Agatha’s Almanac | 2025

Agatha’s Almanac | 2025

O cultivo de si

Os pequenos detalhes da vida passam despercebidos em meio ao sistema capitalista em que vivemos. Cavar a terra, semear, esperar a ação do tempo e da chuva para fazer florescer, colher o fruto: estas coisas são engolidas pela máquina, pelo agrotóxico, pelas cifras de uma sociedade do desempenho. Nesse contexto, ver o doce retrato que a diretora Amalie Atkins faz do trabalho artesanal de Agatha Bock em sua fazenda é entrar em um hiato de tempo. Agatha’s Almanac acompanha os passos lentos e solitários da senhora de 90 anos que cultiva seu jardim com a alegria de quem entrou em comunhão com a natureza, um privilégio de poucos.
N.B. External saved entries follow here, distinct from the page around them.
//! JSON file-based preference store.
//!
//! Persists the user's locale and currency selection together with the
//! exchange-rate cache, keyed by a fixed storage file name and restored on the
//! next startup. Writes are atomic (write-to-temp + rename) to prevent
//! corruption on crashes.
//!
//! Unlike catalog loading, preference restore is never fatal: a missing or
//! corrupt file falls back to defaults so the catalog still works with the
//! hardcoded rate table.

use crate::currency::{Currency, ExchangeRateCache};
use crate::domain::error::{CatalogError, Result};
use crate::i18n::Locale;
use serde::{Deserialize, Serialize};
use std::path::PathBuf;

/// Fixed storage file name within the data directory.
pub const PREFERENCES_FILE: &str = "preferences.json";

/// Preference envelope serialized to disk.
///
/// Wraps all persisted values in a single versioned object for future
/// migrations.
#[derive(Debug, Clone, Serialize, Deserialize)]
struct PreferenceData {
    /// Version of the storage format.
    version: u32,

    /// Selected UI locale.
    #[serde(default)]
    locale: Locale,

    /// Selected display currency.
    #[serde(default)]
    currency: Currency,

    /// Persisted exchange-rate cache, including its timestamp and TTL.
    #[serde(default)]
    exchange_rates: ExchangeRateCache,
}

impl Default for PreferenceData {
    fn default() -> Self {
        Self {
            version: 1,
            locale: Locale::default(),
            currency: Currency::default(),
            exchange_rates: ExchangeRateCache::default(),
        }
    }
}

/// JSON file preference store with atomic writes.
///
/// The whole envelope is kept in memory and persisted on modification. The
/// store is `Send` but not `Sync`; it is designed to be owned by the single
/// UI-facing session.
pub struct PreferenceStore {
    /// Path to the JSON file on disk.
    file_path: PathBuf,

    /// In-memory envelope, loaded on creation.
    data: PreferenceData,

    /// Tracks if data has been modified since last save.
    dirty: bool,

    /// True when the envelope was restored from an existing, readable file.
    loaded_from_disk: bool,
}

impl PreferenceStore {
    /// Creates or opens the preference store at the given file path.
    ///
    /// Missing or unreadable preference files fall back to defaults; only a
    /// failure to create the parent directory is an error.
    ///
    /// # Errors
    ///
    /// Returns an error if the parent directory cannot be created.
    pub fn open(file_path: PathBuf) -> Result<Self> {
        tracing::debug!(path = ?file_path, "opening preference store");

        if let Some(parent) = file_path.parent() {
            std::fs::create_dir_all(parent)?;
        }

        let (data, loaded_from_disk) = if file_path.exists() {
            match Self::load_from_file(&file_path) {
                Ok(data) => (data, true),
                Err(e) => {
                    tracing::warn!(error = %e, "unreadable preference file, using defaults");
                    (PreferenceData::default(), false)
                }
            }
        } else {
            tracing::debug!("no preference file yet, using defaults");
            (PreferenceData::default(), false)
        };

        Ok(Self {
            file_path,
            data,
            dirty: false,
            loaded_from_disk,
        })
    }

    fn load_from_file(path: &PathBuf) -> Result<PreferenceData> {
        let contents = std::fs::read_to_string(path)?;
        serde_json::from_str(&contents)
            .map_err(|e| CatalogError::Storage(format!("failed to parse preferences: {e}")))
    }

    /// Saves the envelope to disk using atomic write.
    ///
    /// Writes to a temporary file first, then renames it over the target path,
    /// so the file is never left half-written.
    ///
    /// # Errors
    ///
    /// Returns an error if serialization or the filesystem operations fail.
    fn save_to_file(&mut self) -> Result<()> {
        if !self.dirty {
            return Ok(());
        }

        let json = serde_json::to_string_pretty(&self.data)
            .map_err(|e| CatalogError::Storage(format!("failed to serialize preferences: {e}")))?;

        let tmp_path = self.file_path.with_extension("tmp");
        std::fs::write(&tmp_path, json)?;
        std::fs::rename(&tmp_path, &self.file_path)?;

        self.dirty = false;
        tracing::debug!(path = ?self.file_path, "preferences saved");
        Ok(())
    }

    /// Returns true if the store restored an existing preference file.
    ///
    /// A fresh or corrupt file yields `false`, letting callers apply their
    /// own first-run defaults instead of the envelope's.
    #[must_use]
    pub fn loaded_from_disk(&self) -> bool {
        self.loaded_from_disk
    }

    /// Returns the persisted locale.
    #[must_use]
    pub fn locale(&self) -> Locale {
        self.data.locale
    }

    /// Returns the persisted display currency.
    #[must_use]
    pub fn currency(&self) -> Currency {
        self.data.currency
    }

    /// Returns the persisted exchange-rate cache.
    #[must_use]
    pub fn exchange_rates(&self) -> ExchangeRateCache {
        self.data.exchange_rates.clone()
    }

    /// Updates the persisted locale.
    ///
    /// # Errors
    ///
    /// Returns an error if the save fails.
    pub fn set_locale(&mut self, locale: Locale) -> Result<()> {
        self.data.locale = locale;
        self.dirty = true;
        self.save_to_file()
    }

    /// Updates the persisted display currency.
    ///
    /// # Errors
    ///
    /// Returns an error if the save fails.
    pub fn set_currency(&mut self, currency: Currency) -> Result<()> {
        self.data.currency = currency;
        self.dirty = true;
        self.save_to_file()
    }

    /// Updates the persisted exchange-rate cache.
    ///
    /// Called with the conversion service's current snapshot so a refreshed
    /// table survives a restart.
    ///
    /// # Errors
    ///
    /// Returns an error if the save fails.
    pub fn set_exchange_rates(&mut self, cache: ExchangeRateCache) -> Result<()> {
        self.data.exchange_rates = cache;
        self.dirty = true;
        self.save_to_file()
    }
}

impl Drop for PreferenceStore {
    /// Saves pending changes on drop so callers cannot lose preferences.
    fn drop(&mut self) {
        if self.dirty {
            if let Err(e) = self.save_to_file() {
                tracing::error!(error = %e, "failed to save preferences on drop");
            }
        }
    }
}
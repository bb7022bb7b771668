//! Storage layer for persisted user preferences.
//!
//! The only persistence in the engine is the local preference cache: the
//! selected locale and currency plus the exchange-rate table, stored under a
//! fixed file name in the platform data directory. The catalog itself is never
//! persisted; it is reloaded from the CSV source on every startup.
//!
//! # Modules
//!
//! - `prefs`: JSON file preference store with atomic writes

pub mod prefs;

pub use prefs::{PreferenceStore, PREFERENCES_FILE};
//! Locale-aware price formatting.
//!
//! Formatting is symbol-prefix based with per-currency fraction digits (yen
//! amounts are whole numbers). An amount of exactly 0 is special-cased to the
//! locale's "free" label instead of a currency-formatted zero, independent of
//! which currency is active.

use crate::currency::Currency;
use crate::i18n::Locale;

/// Formats an amount for display in the given currency and locale.
///
/// # Examples
///
/// ```
/// use appdex::currency::{format_price, Currency};
/// use appdex::i18n::Locale;
///
/// assert_eq!(format_price(9.99, Currency::Usd, Locale::EnUs), "$9.99");
/// assert_eq!(format_price(0.0, Currency::Usd, Locale::EnUs), "Free to Use");
/// ```
#[must_use]
pub fn format_price(amount: f64, currency: Currency, locale: Locale) -> String {
    if amount == 0.0 {
        return locale.labels().free_to_use.to_string();
    }

    let digits = currency.fraction_digits();
    format!("{}{:.*}", currency.symbol(), digits, amount)
}

#[cfg(test)]
mod tests {
    use super::*;

    #[test]
    fn zero_maps_to_localized_free_label() {
        assert_eq!(format_price(0.0, Currency::Cny, Locale::ZhCn), "免费使用");
        assert_eq!(format_price(0.0, Currency::Jpy, Locale::JaJp), "無料で使用");
        assert_eq!(format_price(0.0, Currency::Gbp, Locale::EnUs), "Free to Use");
    }

    #[test]
    fn non_zero_amounts_use_currency_symbols() {
        assert_eq!(format_price(9.99, Currency::Usd, Locale::EnUs), "$9.99");
        assert_eq!(format_price(72.0, Currency::Cny, Locale::ZhCn), "¥72.00");
        assert_eq!(format_price(8.5, Currency::Eur, Locale::EnUs), "€8.50");
        assert_eq!(format_price(1.25, Currency::Gbp, Locale::EnUs), "£1.25");
    }

    #[test]
    fn yen_rounds_to_whole_amounts() {
        assert_eq!(format_price(110.4, Currency::Jpy, Locale::JaJp), "¥110");
        assert_eq!(format_price(110.6, Currency::Jpy, Locale::EnUs), "¥111");
    }
}
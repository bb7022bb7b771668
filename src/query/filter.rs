//! Filter state and the composable filter/sort query engine.
//!
//! This module defines [`FilterState`], the user-controlled query parameters,
//! and the pure functions that derive a view from the full record collection:
//! [`filter_records`] (conjunction of active predicates) followed by
//! [`sort_records`] (stable, deterministic comparator). The composition is
//! exposed as [`apply`] and is always filter-then-sort, recomputed fresh from
//! the full collection on every filter-state change rather than incrementally
//! diffed.

use crate::domain::ApplicationRecord;
use serde::{Deserialize, Serialize};
use std::cmp::Ordering;
use std::str::FromStr;

/// Platform selector within a filter.
///
/// `All` matches everything; a specific tag requires case-insensitive
/// substring presence of the tag within the record's platform string, so
/// `Ios` matches `"Mac, iOS"`. `CrossPlatform` requires both the Mac and iOS
/// tags.
#[derive(Debug, Clone, Copy, Default, PartialEq, Eq, Serialize, Deserialize)]
#[serde(rename_all = "kebab-case")]
pub enum PlatformFilter {
    /// No platform restriction.
    #[default]
    All,
    /// Records whose platform string contains "mac".
    Mac,
    /// Records whose platform string contains "ios".
    Ios,
    /// Records whose platform string contains "web".
    Web,
    /// Records supporting both Mac and iOS.
    CrossPlatform,
}

impl PlatformFilter {
    /// Returns true if the record passes this platform selector.
    #[must_use]
    pub fn matches(self, record: &ApplicationRecord) -> bool {
        match self {
            Self::All => true,
            Self::Mac => record.supports_platform("mac"),
            Self::Ios => record.supports_platform("ios"),
            Self::Web => record.supports_platform("web"),
            Self::CrossPlatform => {
                record.supports_platform("mac") && record.supports_platform("ios")
            }
        }
    }
}

impl FromStr for PlatformFilter {
    type Err = String;

    fn from_str(s: &str) -> Result<Self, Self::Err> {
        match s.to_lowercase().as_str() {
            "all" => Ok(Self::All),
            "mac" => Ok(Self::Mac),
            "ios" => Ok(Self::Ios),
            "web" => Ok(Self::Web),
            "cross-platform" => Ok(Self::CrossPlatform),
            other => Err(format!("unknown platform filter: {other}")),
        }
    }
}

/// Field used for ordering the filtered view.
#[derive(Debug, Clone, Copy, Default, PartialEq, Eq, Serialize, Deserialize)]
#[serde(rename_all = "lowercase")]
pub enum SortKey {
    /// Case-insensitive by record name.
    #[default]
    Name,
    /// Numeric by coerced price.
    Price,
    /// Numeric by rating.
    Rating,
    /// Case-insensitive by raw platform string.
    Platform,
}

impl FromStr for SortKey {
    type Err = String;

    fn from_str(s: &str) -> Result<Self, Self::Err> {
        match s.to_lowercase().as_str() {
            "name" => Ok(Self::Name),
            "price" => Ok(Self::Price),
            "rating" => Ok(Self::Rating),
            "platform" => Ok(Self::Platform),
            other => Err(format!("unknown sort key: {other}")),
        }
    }
}

/// Direction of the sort comparator.
#[derive(Debug, Clone, Copy, Default, PartialEq, Eq, Serialize, Deserialize)]
#[serde(rename_all = "lowercase")]
pub enum SortDirection {
    /// Smallest first.
    #[default]
    Ascending,
    /// Largest first; flips the comparator outcome, not merely the output.
    Descending,
}

/// User-controlled query parameters.
///
/// All active sub-conditions are ANDed. The price range lower bound is always
/// 0 in this design; only the ceiling is adjustable. Defaults match the
/// initial UI state: empty search, all platforms, full price range, zero
/// rating floor, ascending name sort.
#[derive(Debug, Clone, PartialEq, Serialize, Deserialize)]
pub struct FilterState {
    /// Case-insensitive free-text term matched against name or description.
    /// Empty matches everything.
    pub search_term: String,

    /// Platform selector.
    pub platform: PlatformFilter,

    /// Inclusive price ceiling; records must satisfy `0 <= price <= ceiling`.
    pub price_ceiling: f64,

    /// Minimum rating; records must satisfy `rating >= floor`.
    pub min_rating: f64,

    /// Field to order by.
    pub sort_key: SortKey,

    /// Sort direction.
    pub sort_direction: SortDirection,
}

impl Default for FilterState {
    fn default() -> Self {
        Self {
            search_term: String::new(),
            platform: PlatformFilter::All,
            price_ceiling: 500.0,
            min_rating: 0.0,
            sort_key: SortKey::Name,
            sort_direction: SortDirection::Ascending,
        }
    }
}

impl FilterState {
    /// Returns true if the record satisfies every active predicate.
    #[must_use]
    pub fn matches(&self, record: &ApplicationRecord) -> bool {
        if !self.search_term.is_empty() {
            let term = self.search_term.to_lowercase();
            let in_name = record.name.to_lowercase().contains(&term);
            let in_description = record.description.to_lowercase().contains(&term);
            if !in_name && !in_description {
                return false;
            }
        }

        if !self.platform.matches(record) {
            return false;
        }

        if record.price < 0.0 || record.price > self.price_ceiling {
            return false;
        }

        record.rating >= self.min_rating
    }

    /// Applies a partial update, leaving unset fields untouched.
    pub fn merge(&mut self, update: FilterUpdate) {
        if let Some(search_term) = update.search_term {
            self.search_term = search_term;
        }
        if let Some(platform) = update.platform {
            self.platform = platform;
        }
        if let Some(price_ceiling) = update.price_ceiling {
            self.price_ceiling = price_ceiling;
        }
        if let Some(min_rating) = update.min_rating {
            self.min_rating = min_rating;
        }
        if let Some(sort_key) = update.sort_key {
            self.sort_key = sort_key;
        }
        if let Some(sort_direction) = update.sort_direction {
            self.sort_direction = sort_direction;
        }
    }
}

/// A partial filter-state update.
///
/// Every field is optional; `None` leaves the corresponding [`FilterState`]
/// field unchanged. Sessions apply updates incrementally and re-derive the
/// filtered view on every change.
#[derive(Debug, Clone, Default, PartialEq)]
pub struct FilterUpdate {
    pub search_term: Option<String>,
    pub platform: Option<PlatformFilter>,
    pub price_ceiling: Option<f64>,
    pub min_rating: Option<f64>,
    pub sort_key: Option<SortKey>,
    pub sort_direction: Option<SortDirection>,
}

/// Returns the subset of records satisfying the filter, preserving order.
///
/// Pure transformation: the input collection is never mutated. An empty
/// (default-search, all-platform, full-range) filter returns exactly the
/// input records in the same order.
#[must_use]
pub fn filter_records(
    records: &[ApplicationRecord],
    filter: &FilterState,
) -> Vec<ApplicationRecord> {
    records
        .iter()
        .filter(|record| filter.matches(record))
        .cloned()
        .collect()
}

/// Sorts records in place by the given key and direction.
///
/// Uses a stable sort so ties preserve their original relative order. String
/// fields compare case-insensitively; numeric fields compare by total order,
/// so the result is deterministic even for equal keys.
pub fn sort_records(records: &mut [ApplicationRecord], key: SortKey, direction: SortDirection) {
    records.sort_by(|a, b| {
        let ordering = match key {
            SortKey::Name => a.name.to_lowercase().cmp(&b.name.to_lowercase()),
            SortKey::Price => a.price.total_cmp(&b.price),
            SortKey::Rating => a.rating.total_cmp(&b.rating),
            SortKey::Platform => a.platforms.to_lowercase().cmp(&b.platforms.to_lowercase()),
        };

        match direction {
            SortDirection::Ascending => ordering,
            SortDirection::Descending => ordering.reverse(),
        }
    });
}

/// Derives the filtered, sorted view for the given filter state.
///
/// Composed as filter-then-sort, always in that order, applied fresh from the
/// full collection. No pagination: the caller decides how much of the view to
/// render.
#[must_use]
pub fn apply(records: &[ApplicationRecord], filter: &FilterState) -> Vec<ApplicationRecord> {
    let mut view = filter_records(records, filter);
    sort_records(&mut view, filter.sort_key, filter.sort_direction);
    view
}

/// Compares two records under a sort key's field rule, ascending.
///
/// Exposed for property-style assertions over sorted output.
#[must_use]
pub fn compare_by_key(a: &ApplicationRecord, b: &ApplicationRecord, key: SortKey) -> Ordering {
    match key {
        SortKey::Name => a.name.to_lowercase().cmp(&b.name.to_lowercase()),
        SortKey::Price => a.price.total_cmp(&b.price),
        SortKey::Rating => a.rating.total_cmp(&b.rating),
        SortKey::Platform => a.platforms.to_lowercase().cmp(&b.platforms.to_lowercase()),
    }
}

#[cfg(test)]
mod tests {
    use super::*;
    use crate::domain::ApplicationRecord;

    fn record(name: &str, price: f64, rating: f64, platforms: &str) -> ApplicationRecord {
        let mut r = ApplicationRecord::empty(name);
        r.price = price;
        r.rating = rating;
        r.platforms = platforms.to_string();
        r
    }

    fn sample() -> Vec<ApplicationRecord> {
        vec![
            record("Alpha", 0.0, 90.0, "Mac"),
            record("beta", 9.99, 80.0, "Mac, iOS"),
            record("Gamma", 120.0, 60.0, "Web"),
        ]
    }

    #[test]
    fn empty_filter_is_identity() {
        let records = sample();
        let filtered = filter_records(&records, &FilterState::default());
        assert_eq!(filtered, records);
    }

    #[test]
    fn search_matches_name_or_description_case_insensitively() {
        let mut records = sample();
        records[2].description = "An ALPHA-grade editor".to_string();

        let mut filter = FilterState::default();
        filter.search_term = "alpha".to_string();

        let filtered = filter_records(&records, &filter);
        let names: Vec<&str> = filtered.iter().map(|r| r.name.as_str()).collect();
        assert_eq!(names, vec!["Alpha", "Gamma"]);
    }

    #[test]
    fn platform_selector_uses_substring_matching() {
        let records = sample();
        let mut filter = FilterState::default();
        filter.platform = PlatformFilter::Ios;

        let filtered = filter_records(&records, &filter);
        assert_eq!(filtered.len(), 1);
        assert_eq!(filtered[0].name, "beta");
    }

    #[test]
    fn cross_platform_requires_both_tags() {
        let records = sample();
        let mut filter = FilterState::default();
        filter.platform = PlatformFilter::CrossPlatform;

        let filtered = filter_records(&records, &filter);
        assert_eq!(filtered.len(), 1);
        assert_eq!(filtered[0].name, "beta");
    }

    #[test]
    fn price_ceiling_is_inclusive() {
        let records = sample();
        let mut filter = FilterState::default();
        filter.price_ceiling = 9.99;

        let filtered = filter_records(&records, &filter);
        let names: Vec<&str> = filtered.iter().map(|r| r.name.as_str()).collect();
        assert_eq!(names, vec!["Alpha", "beta"]);
    }

    #[test]
    fn rating_floor_is_inclusive() {
        let records = sample();
        let mut filter = FilterState::default();
        filter.min_rating = 80.0;

        let filtered = filter_records(&records, &filter);
        let names: Vec<&str> = filtered.iter().map(|r| r.name.as_str()).collect();
        assert_eq!(names, vec!["Alpha", "beta"]);
    }

    #[test]
    fn active_predicates_are_anded() {
        let records = sample();
        let mut filter = FilterState::default();
        filter.platform = PlatformFilter::Mac;
        filter.min_rating = 85.0;

        let filtered = filter_records(&records, &filter);
        assert_eq!(filtered.len(), 1);
        assert_eq!(filtered[0].name, "Alpha");
        assert!(filtered.iter().all(|r| filter.matches(r)));
    }

    #[test]
    fn sort_by_name_is_case_insensitive() {
        let mut records = vec![record("B", 0.0, 0.0, ""), record("a", 0.0, 0.0, "")];
        sort_records(&mut records, SortKey::Name, SortDirection::Ascending);
        assert_eq!(records[0].name, "a");
        assert_eq!(records[1].name, "B");

        sort_records(&mut records, SortKey::Name, SortDirection::Descending);
        assert_eq!(records[0].name, "B");
        assert_eq!(records[1].name, "a");
    }

    #[test]
    fn descending_flips_the_comparator() {
        let mut ascending = sample();
        sort_records(&mut ascending, SortKey::Price, SortDirection::Ascending);
        for pair in ascending.windows(2) {
            assert!(compare_by_key(&pair[0], &pair[1], SortKey::Price).is_le());
        }

        let mut descending = sample();
        sort_records(&mut descending, SortKey::Price, SortDirection::Descending);
        for pair in descending.windows(2) {
            assert!(compare_by_key(&pair[0], &pair[1], SortKey::Price).is_ge());
        }
    }

    #[test]
    fn sort_preserves_tie_order() {
        let mut records = vec![
            record("First", 5.0, 0.0, ""),
            record("Second", 5.0, 0.0, ""),
            record("Third", 1.0, 0.0, ""),
        ];
        sort_records(&mut records, SortKey::Price, SortDirection::Ascending);
        let names: Vec<&str> = records.iter().map(|r| r.name.as_str()).collect();
        assert_eq!(names, vec!["Third", "First", "Second"]);
    }

    #[test]
    fn merge_applies_only_set_fields() {
        let mut state = FilterState::default();
        state.merge(FilterUpdate {
            search_term: Some("note".to_string()),
            min_rating: Some(50.0),
            ..FilterUpdate::default()
        });

        assert_eq!(state.search_term, "note");
        assert_eq!(state.min_rating, 50.0);
        assert_eq!(state.platform, PlatformFilter::All);
        assert_eq!(state.price_ceiling, 500.0);
    }

    #[test]
    fn selector_parsing_round_trips() {
        assert_eq!("ios".parse::<PlatformFilter>(), Ok(PlatformFilter::Ios));
        assert_eq!(
            "cross-platform".parse::<PlatformFilter>(),
            Ok(PlatformFilter::CrossPlatform)
        );
        assert_eq!("rating".parse::<SortKey>(), Ok(SortKey::Rating));
        assert!("bogus".parse::<SortKey>().is_err());
    }
}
A princípio, pouco sabemos sobre a personagem. A montagem faz jus ao conceito de almanaque, então, o que vemos são os eventos da rotina de Agatha, enquanto explica para a câmera como procede nos cuidados e na colheita de suas plantações. Demora algum tempo para que a senhora nos conte alguma coisa sobre seu modo de vida peculiar. São momentos breves e que ela mesma interrompe para falar do que considera mais importante: seu jardim. Essa escolha narrativa de Atkins faz crescer a curiosidade do espectador, que, inevitavelmente, vê-se encantado pela sabedoria e energia da idosa e instigado por seu isolamento.

Mas, ao contrário de tratar a solidão de forma negativa e o envelhecimento como impotência, Agatha’s Almanac é vivaz. A imagem filmada em 16mm é embelezada por cores primárias, roupas com bordados, sapatos antigos e inúmeras luvas de jardinagem coloridas. Um filtro de suavização dá um aspecto etéreo à fotografia, de certo modo, divinizando a figura da anciã e tornando tudo ainda mais singelo. Acompanha a música introspectiva e alguns raccords de erro que simulam filmagens amadoras quando focaliza objetos de valor afetivo, realçando a intimidade e o caráter de diário do filme.

Percebemos, então, que há um laço fraternal entre quem filma (a própria Amalie) e quem é filmado. As interações entre as partes dão dicas de que Agatha é tia da diretora. Quando ela volta da colheita de morangos, essa relação se confirma: “Amalie, te darei alguns destes morangos para você levar para casa”. Logo a amável senhora coloca as frutas em uma caixa com uma fita adesiva sinalizando: morangos de Amalie.

Agatha não aparenta solidão e faz questão de afirmar que está ali por escolha própria. Os objetos de sua casa funcionam como personagens que são suas companhias do dia-a-dia: o carrinho que usa para carregar ferramentas até a horta, os baldes para separação do feijão, várias caixas que guardam utilidades para seus afazeres e, principalmente, muitos jarros onde mantém os alimentos que colheu. Por mais simples que seja seu lar e suas coisas, tudo é etiquetado com fita adesiva escrita à caneta, como se fosse por ela batizado.

Cada aprendizado do almanaque de Agatha gera um sorriso, um sentimento de que estamos diante de uma potência única que nega qualquer fragilidade do corpo com 90 anos de existência. Por mais que haja percalços, eles logo são cooptados como parte do caminho, do ato de envelhecer, e são superados pela vontade de se filiar novamente à natureza. Agatha’s Almanac nos lembra o pensamento de Espinosa, filósofo holandês, quando afirma a potência do ser humano ao entender sua ligação com a Natureza. Nos remete, também, ao espírito de David Lynch, eles são uma rara espécie de sujeitos artesanais, intensos naquilo que fazem, cientes do que controlam em suas vidas e de como a criatividade é uma chave para o bem-viver.

Terminamos o filme com vontade de plantar, colocar a mão na terra, sentir o ar fresco, sair da sociedade que nos aprisiona na falsa liberdade neoliberal e partir para a simplicidade das pequenas coisas. Amalie Atkins, em seu primeiro filme, consegue criar uma poesia sutil, longe do sentimentalismo barato e cheia de bons afetos.